Biology is a great force of power in Nature, but it is one that Engineers still cannot exploit and manipulate with the alacrity they can bring to physical and chemical phenomena. The difficulty of developing new technologies is all the more remarkable because of the on-going revolution in our understanding, and ability to manipulate organisms at the genomic level.
Superficially, wastewater engineering would appear to be the exception to the rule. For the biological treatment of wastewater is a global industry, treating huge volumes of wastewater and has become a key technology in the ongoing challenge to create a sustainable urban environment.

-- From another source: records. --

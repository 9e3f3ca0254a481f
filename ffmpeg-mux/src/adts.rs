use bytes::{BufMut, Bytes, BytesMut};
use serde::{Deserialize, Serialize};

use crate::error::FramingError;

/// Size of an ADTS header without CRC.
pub const ADTS_HEADER_LEN: usize = 7;

/// Largest value the 13-bit frame length field can carry.
pub const MAX_FRAME_LEN: usize = 0x1FFF;

/// Sampling frequencies indexed by the 4-bit ADTS frequency index.
pub const SAMPLING_FREQUENCIES: [u32; 12] = [
    96000, 88200, 64000, 48000, 44100, 32000, 24000, 22050, 16000, 12000, 11025, 8000,
];

/// AAC object type as signalled in the 2-bit ADTS profile field.
#[derive(Debug, Clone, Copy, PartialEq, Eq, Default, Serialize, Deserialize)]
#[serde(rename_all = "lowercase")]
pub enum AacProfile {
    Main,
    #[default]
    Lc,
    Ssr,
    Ltp,
}

impl AacProfile {
    pub fn adts_bits(self) -> u8 {
        match self {
            AacProfile::Main => 0,
            AacProfile::Lc => 1,
            AacProfile::Ssr => 2,
            AacProfile::Ltp => 3,
        }
    }

    pub fn from_adts_bits(bits: u8) -> Self {
        match bits & 0x03 {
            0 => AacProfile::Main,
            1 => AacProfile::Lc,
            2 => AacProfile::Ssr,
            _ => AacProfile::Ltp,
        }
    }

    /// Value of the libavcodec `profile` option.
    pub fn ffmpeg_option(self) -> &'static str {
        match self {
            AacProfile::Main => "aac_main",
            AacProfile::Lc => "aac_low",
            AacProfile::Ssr => "aac_ssr",
            AacProfile::Ltp => "aac_ltp",
        }
    }
}

pub fn frequency_index(sample_rate: u32) -> Result<u8, FramingError> {
    SAMPLING_FREQUENCIES
        .iter()
        .position(|&rate| rate == sample_rate)
        .map(|i| i as u8)
        .ok_or(FramingError::UnsupportedSampleRate(sample_rate))
}

#[derive(Debug, Clone, Copy, PartialEq, Eq)]
pub struct AdtsHeader {
    pub profile: AacProfile,
    pub frequency_index: u8,
    pub channel_config: u8,
    /// Header plus payload, in bytes.
    pub frame_length: u16,
}

impl AdtsHeader {
    pub fn new(
        sample_rate: u32,
        profile: AacProfile,
        channels: u16,
        payload_len: usize,
    ) -> Result<Self, FramingError> {
        let frequency_index = frequency_index(sample_rate)?;
        if channels == 0 || channels > 7 {
            return Err(FramingError::InvalidChannelConfig(channels));
        }
        let frame_length = payload_len + ADTS_HEADER_LEN;
        if frame_length > MAX_FRAME_LEN {
            return Err(FramingError::FrameTooLarge(frame_length));
        }
        Ok(Self {
            profile,
            frequency_index,
            channel_config: channels as u8,
            frame_length: frame_length as u16,
        })
    }

    pub fn sample_rate(&self) -> u32 {
        SAMPLING_FREQUENCIES[self.frequency_index as usize]
    }

    pub fn payload_len(&self) -> usize {
        self.frame_length as usize - ADTS_HEADER_LEN
    }

    /// Sync word 0xFFF, MPEG-4, layer 0, protection absent, one raw data
    /// block, buffer fullness 0x7FF (VBR).
    pub fn to_bytes(&self) -> [u8; ADTS_HEADER_LEN] {
        let len = self.frame_length as usize;
        let ch = self.channel_config;
        [
            0xFF,
            0xF1,
            (self.profile.adts_bits() << 6) | (self.frequency_index << 2) | ((ch >> 2) & 0x01),
            ((ch & 0x03) << 6) | ((len >> 11) & 0x03) as u8,
            ((len >> 3) & 0xFF) as u8,
            (((len & 0x07) << 5) as u8) | 0x1F,
            0xFC,
        ]
    }

    pub fn parse(data: &[u8]) -> Result<Self, FramingError> {
        if data.len() < ADTS_HEADER_LEN {
            return Err(FramingError::MalformedHeader("fewer than 7 bytes"));
        }
        if data[0] != 0xFF || data[1] & 0xF0 != 0xF0 {
            return Err(FramingError::MalformedHeader("missing sync word"));
        }
        let frequency_index = (data[2] >> 2) & 0x0F;
        if frequency_index as usize >= SAMPLING_FREQUENCIES.len() {
            return Err(FramingError::MalformedHeader("reserved frequency index"));
        }
        let channel_config = ((data[2] & 0x01) << 2) | (data[3] >> 6);
        let frame_length = (((data[3] & 0x03) as u16) << 11)
            | ((data[4] as u16) << 3)
            | ((data[5] >> 5) as u16);
        if (frame_length as usize) < ADTS_HEADER_LEN {
            return Err(FramingError::MalformedHeader("frame length below header size"));
        }
        Ok(Self {
            profile: AacProfile::from_adts_bits(data[2] >> 6),
            frequency_index,
            channel_config,
            frame_length,
        })
    }
}

/// Prefixes raw AAC access units with ADTS headers.
#[derive(Debug, Clone)]
pub struct AdtsFramer {
    sample_rate: u32,
    profile: AacProfile,
    channels: u16,
}

impl AdtsFramer {
    /// Fails up front when the stream parameters can never produce a valid
    /// header.
    pub fn new(sample_rate: u32, profile: AacProfile, channels: u16) -> Result<Self, FramingError> {
        AdtsHeader::new(sample_rate, profile, channels, 0)?;
        Ok(Self {
            sample_rate,
            profile,
            channels,
        })
    }

    pub fn frame(&self, payload: &[u8]) -> Result<Bytes, FramingError> {
        let header = AdtsHeader::new(self.sample_rate, self.profile, self.channels, payload.len())?;
        let mut out = BytesMut::with_capacity(header.frame_length as usize);
        out.put_slice(&header.to_bytes());
        out.put_slice(payload);
        Ok(out.freeze())
    }
}

#[cfg(test)]
mod tests {
    use super::*;

    #[test]
    fn test_header_bytes_44100_stereo() {
        let header = AdtsHeader::new(44100, AacProfile::Lc, 2, 100).unwrap();
        assert_eq!(
            header.to_bytes(),
            [0xFF, 0xF1, 0x50, 0x80, 0x0D, 0x7F, 0xFC]
        );
    }

    #[test]
    fn test_round_trip_all_rates() {
        let profiles = [AacProfile::Main, AacProfile::Lc, AacProfile::Ssr, AacProfile::Ltp];
        for (index, &rate) in SAMPLING_FREQUENCIES.iter().enumerate() {
            for profile in profiles {
                for channels in [1u16, 2, 6] {
                    let payload_len = 371 + index * 13;
                    let header = AdtsHeader::new(rate, profile, channels, payload_len).unwrap();
                    let parsed = AdtsHeader::parse(&header.to_bytes()).unwrap();
                    assert_eq!(parsed, header);
                    assert_eq!(parsed.sample_rate(), rate);
                    assert_eq!(parsed.channel_config as u16, channels);
                    assert_eq!(parsed.payload_len(), payload_len);
                    assert_eq!(parsed.profile, profile);
                }
            }
        }
    }

    #[test]
    fn test_unsupported_rate_is_rejected() {
        for rate in [7350, 44000, 0, 192000] {
            assert_eq!(
                AdtsHeader::new(rate, AacProfile::Lc, 2, 10),
                Err(FramingError::UnsupportedSampleRate(rate))
            );
            assert!(AdtsFramer::new(rate, AacProfile::Lc, 2).is_err());
        }
    }

    #[test]
    fn test_frame_length_limit() {
        let max_payload = MAX_FRAME_LEN - ADTS_HEADER_LEN;
        let header = AdtsHeader::new(48000, AacProfile::Lc, 2, max_payload).unwrap();
        assert_eq!(header.frame_length as usize, MAX_FRAME_LEN);
        assert_eq!(AdtsHeader::parse(&header.to_bytes()).unwrap(), header);
        assert_eq!(
            AdtsHeader::new(48000, AacProfile::Lc, 2, max_payload + 1),
            Err(FramingError::FrameTooLarge(MAX_FRAME_LEN + 1))
        );
    }

    #[test]
    fn test_channel_config_range() {
        assert!(AdtsHeader::new(48000, AacProfile::Lc, 0, 1).is_err());
        assert!(AdtsHeader::new(48000, AacProfile::Lc, 8, 1).is_err());
        let header = AdtsHeader::new(48000, AacProfile::Main, 7, 1).unwrap();
        let parsed = AdtsHeader::parse(&header.to_bytes()).unwrap();
        assert_eq!(parsed.channel_config, 7);
        assert_eq!(parsed.profile, AacProfile::Main);
    }

    #[test]
    fn test_framer_prefixes_payload() {
        let framer = AdtsFramer::new(48000, AacProfile::Lc, 2).unwrap();
        let payload = [0x21, 0x10, 0x04, 0x60, 0x8C];
        let framed = framer.frame(&payload).unwrap();
        assert_eq!(framed.len(), ADTS_HEADER_LEN + payload.len());
        assert_eq!(&framed[ADTS_HEADER_LEN..], &payload[..]);
        let header = AdtsHeader::parse(&framed).unwrap();
        assert_eq!(header.frame_length as usize, framed.len());
    }

    #[test]
    fn test_parse_rejects_garbage() {
        assert!(AdtsHeader::parse(&[0xFF, 0xF1]).is_err());
        assert!(AdtsHeader::parse(&[0x00, 0xF1, 0x50, 0x80, 0x0D, 0x7F, 0xFC]).is_err());
        // frequency index 12 (7350 Hz) is not accepted
        assert!(AdtsHeader::parse(&[0xFF, 0xF1, 0x70, 0x80, 0x0D, 0x7F, 0xFC]).is_err());
    }
}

In reality, modern wastewater treatment is largely untouched by modern biology. There have been key conceptual advances, such as the discovery of the anammox process (a novel link in the nitrogen cycle). However, when it comes to incorporating this into a new wastewater treatment technology engineers must resort to trial and error experiments at the bench and pilot scale; an approach that would have been familiar to our counterparts from the 1890s. Thus though we are at the point now where we can assemble the genomes of the 500 most abundant genomes in a treatment plant in a few months, putting that knowledge to work is beyond us.
It is beyond us for good reason: going from the genome to the system is one of the overarching goals in modern engineering biology and a major barrier to progress in Engineering Biology in the 21st century.
Conceptually, there is no reason why, in principle, this cannot be done and done routinely. By following the following steps to create a multiscale model.
From the genome to the cell
We aspire be able to translate genomic information from the cell to genome to the properties of the cell. Classically, this could be undertaken using a genome to develop a metabolic model that in turn defines traits which can be rendered into SBML and used to define the properties of the cell. Other simpler approaches are also possible by relating genomic features to growth kinetics (ribosomal rRNA to growth rate, or transporter genes to substrate uptake rate). Also, very simple metabolic models (at the functional group level) could also be used. The cell also has mechanical properties that are determined by the genome, however the link between genome and mechanics is poorly understood.
From the cell to the community
The emergent properties of a community of cells must be determined using an individual based model. These properties emerge from the interactions of the biological, physical and mechanical properties of cells and of the surrounding environment. The forces are manifold and include other cells, predators, pH, nutrients, and temperature and shear forces. The biological realism and complexity of the community can be increased by differing types of cells to represent functions (ammonia oxidation, nitrite oxidation, methanogenesis) or different species within functional groups, ideally by using genomic information. The individual based modeller requires both the skill to include all those forces and cell types that are relevant to their aim and the judgment to exclude those which are not.
Individual based models are constrained by the computational difficulties of scale representing a microbe at scale. A high performance computer is required for simulation of a single mm2 of biofilm and a cm of biofilm is potentially an exascale computing problem. The use of very large scale computing requires exceptional infrastructure, personnel and code: resources that only a few nations have.
From the community to the system
We use emulators, models of models, to go from the community to the system. By running many instances of an individual model it can be represented by a simpler, faster, statistical model that will tell the user what a particular model will do in a particular circumstances. Emulators come into their own when incorporated into larger scale CFD models so that the effect of the emergent biological properties of communities can be represented at the scale of the entire system.